Environ 10 000 places sont disponibles dans le site religieux et 1 400 dans la basilique. Parmi celles-ci, 70% sont réservées aux Aborigènes. «Nous avons 42 laissez-passer et seulement 10 personnes peuvent s’asseoir à l’intérieur. Je le trouve ordinaire. Je me demande comment nous allons décider! », a déploré Johnny Wylde, survivant et coordonnateur des aînés de la congrégation Abitibiwinni de Pikogan.
«Il y a des gens qui parcourent des centaines de kilomètres pour s’y rendre et recevoir les excuses en personne. En plus de la fatigue du voyage, il y a tout ce que ces gens portent en eux. Nous voulons nous assurer qu’ils sont les bienvenus », a ajouté Ghislain Picard.
Les escortes font également partie du voyage, que ce soit pour assurer la traduction dans la langue autochtone ou pour apporter un soutien psychologique aux survivants, pour qui cette rencontre historique risque de faire remonter à la surface un profond traumatisme. Les discours du Pape sont traduits en 12 langues indigènes.
Après les mots, les gestes
Les actions demandées comprennent un accès illimité aux archives des internats indiens gérés par l’Église. Au Canada, 150 000 enfants autochtones ont visité ces sites et plus de 4 000 y sont morts, selon le Centre national pour la vérité et la réconciliation.
« Les excuses du pape ne signifient rien pour moi. Je veux qu’il nous donne les archives, les photos. On va s’en occuper et faire ce qu’on a à faire. Tout ce qui s’est passé ici à l’internat. Je veux voir tout ce qu’il y avait là-dedans », a déclaré Johnny Wylde, faisant référence au pensionnat Saint-Marc-de-Figuery près d’Amos. La Première Nation Abitbiwini, maintenant propriétaire du site, a récemment annoncé son intention de procéder à des excavations sur le site.
« Une demande de pardon, oui, mais elle doit être sincère. Et ce ne sont que les survivants qui pourront passer à l’action », a déclaré Ghislain Picard, chef de l’APNQL.
Le pardon ne se fait pas du jour au lendemain
Le chef spirituel des Atikamekw et survivant des pensionnats Marcel Petiquay a été invité à assister à la messe célébrée par le pape à la basilique Sainte-Anne-de-Beaupré. Il a préféré quitter son siège. Celui qui a également subi toutes sortes d’abus dans l’enceinte de l’institution dirigée par les Oblats. Après s’être remis de ses problèmes de toxicomanie et de violence qui étaient le résultat direct d’années d’abus et de déracinement, il est devenu un chef spirituel et une aide pour d’autres survivants. Il sera donc avec eux jeudi.

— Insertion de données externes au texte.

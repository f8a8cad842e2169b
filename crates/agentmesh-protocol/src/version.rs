use std::fmt;
use std::str::FromStr;

use serde::{Deserialize, Serialize};

use crate::error::ProtocolError;

/// Semantic protocol version exchanged during the handshake.
///
/// Ordering is lexicographic over (major, minor, patch), which the derived
/// `Ord` gives us from the field order.
#[derive(Debug, Clone, Copy, PartialEq, Eq, PartialOrd, Ord, Hash, Serialize, Deserialize)]
pub struct ProtocolVersion {
    pub major: u16,
    pub minor: u16,
    pub patch: u16,
}

impl ProtocolVersion {
    pub const fn new(major: u16, minor: u16, patch: u16) -> Self {
        Self { major, minor, patch }
    }

    /// True when `self` (a peer's version) satisfies the local minimum.
    pub fn satisfies(&self, min: &ProtocolVersion) -> bool {
        self >= min
    }
}

impl fmt::Display for ProtocolVersion {
    fn fmt(&self, f: &mut fmt::Formatter<'_>) -> fmt::Result {
        write!(f, "{}.{}.{}", self.major, self.minor, self.patch)
    }
}

impl FromStr for ProtocolVersion {
    type Err = ProtocolError;

    fn from_str(s: &str) -> Result<Self, Self::Err> {
        let s = s.trim().trim_start_matches('v');
        let mut parts = s.split('.');
        let mut next = || -> Result<u16, ProtocolError> {
            parts
                .next()
                .ok_or_else(|| ProtocolError::InvalidVersion(s.to_owned()))?
                .parse::<u16>()
                .map_err(|_| ProtocolError::InvalidVersion(s.to_owned()))
        };
        let version = Self::new(next()?, next()?, next()?);
        if parts.next().is_some() {
            return Err(ProtocolError::InvalidVersion(s.to_owned()));
        }
        Ok(version)
    }
}

#[cfg(test)]
mod tests {
    use super::*;

    #[test]
    fn parse_and_display() {
        let v: ProtocolVersion = "1.2.3".parse().unwrap();
        assert_eq!(v, ProtocolVersion::new(1, 2, 3));
        assert_eq!(v.to_string(), "1.2.3");
        assert_eq!("v2.0.1".parse::<ProtocolVersion>().unwrap(), ProtocolVersion::new(2, 0, 1));
    }

    #[test]
    fn parse_rejects_garbage() {
        assert!("1.2".parse::<ProtocolVersion>().is_err());
        assert!("1.2.3.4".parse::<ProtocolVersion>().is_err());
        assert!("one.two.three".parse::<ProtocolVersion>().is_err());
    }

    #[test]
    fn ordering_is_lexicographic() {
        let min = ProtocolVersion::new(1, 2, 0);
        assert!(ProtocolVersion::new(1, 2, 0).satisfies(&min));
        assert!(ProtocolVersion::new(1, 10, 0).satisfies(&min));
        assert!(ProtocolVersion::new(2, 0, 0).satisfies(&min));
        assert!(!ProtocolVersion::new(1, 1, 99).satisfies(&min));
        assert!(!ProtocolVersion::new(0, 9, 9).satisfies(&min));
    }
}
use sha2::{Digest, Sha256};
use tiny_keccak::{Hasher, Keccak};

use crate::constants::MAX_POLICY_HASH_COMPARE;

/// Keccak-256 hash of the input bytes.
pub fn keccak256(data: &[u8]) -> [u8; 32] {
    let mut k = Keccak::v256();
    let mut out = [0u8; 32];
    k.update(data);
    k.finalize(&mut out);
    out
}

/// SHA-256 of the input, lowercase hex.
pub fn sha256_hex(data: &[u8]) -> String {
    hex::encode(Sha256::digest(data))
}

/// Constant-time string comparison.
///
/// Every byte position up to the longer length is visited, so the running
/// time does not reveal where two strings first differ. When the lengths
/// differ the walk is capped at `MAX_POLICY_HASH_COMPARE` positions; the
/// cap depends only on a protocol constant, never on which input is longer.
pub fn ct_eq(a: &str, b: &str) -> bool {
    let a = a.as_bytes();
    let b = b.as_bytes();
    let len = if a.len() == b.len() {
        a.len()
    } else {
        a.len().max(b.len()).min(MAX_POLICY_HASH_COMPARE)
    };
    let mut diff: u8 = u8::from(a.len() != b.len());
    for i in 0..len {
        let x = a.get(i).copied().unwrap_or(0);
        let y = b.get(i).copied().unwrap_or(0);
        diff |= x ^ y;
    }
    diff == 0
}

#[cfg(test)]
mod tests {
    use super::*;

    #[test]
    fn keccak_is_stable() {
        assert_eq!(keccak256(b"hello"), keccak256(b"hello"));
        assert_ne!(keccak256(b"hello"), keccak256(b"hellp"));
    }

    #[test]
    fn sha256_hex_known_vector() {
        assert_eq!(
            sha256_hex(b"abc"),
            "ba7816bf8f01cfea414140de5dae2223b00361a396177a9cb410ff61f20015ad",
        );
    }

    #[test]
    fn ct_eq_matches_plain_equality() {
        assert!(ct_eq("abcdef", "abcdef"));
        assert!(ct_eq("", ""));
        assert!(!ct_eq("abcdef", "abcdeg"));
        assert!(!ct_eq("abc", "abcd"));
        assert!(!ct_eq("abcd", "abc"));
    }

    #[test]
    fn ct_eq_rejects_long_prefix_match() {
        // Same first 128 bytes, different lengths: the capped walk finds no
        // byte difference but the length flag still fails the comparison.
        let a = "a".repeat(200);
        let b = "a".repeat(300);
        assert!(!ct_eq(&a, &b));
    }
}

« Je travaille encore beaucoup avec des survivants, y compris ceux qui ont subi des abus sexuels. J’espère que peut-être rencontrer le Pape nous aidera à travailler avec l’Église maintenant. (…) La guérison est un long voyage. Le pardon ne viendra pas en une seule rencontre », a témoigné l’Aîné Atikamekw de Wemotaci.
Comme lui, de nombreux survivants ont préféré se tourner vers les cérémonies et les rites autochtones pour la guérison et la progression. « Vous ne devriez pas penser que le pardon arrive du jour au lendemain. Les séquelles du traumatisme vécu là-bas sont encore bien présentes. Et plusieurs survivants ne peuvent toujours pas parler de ce qu’ils ont vécu », a ajouté M. Picard, responsable de l’APNQL.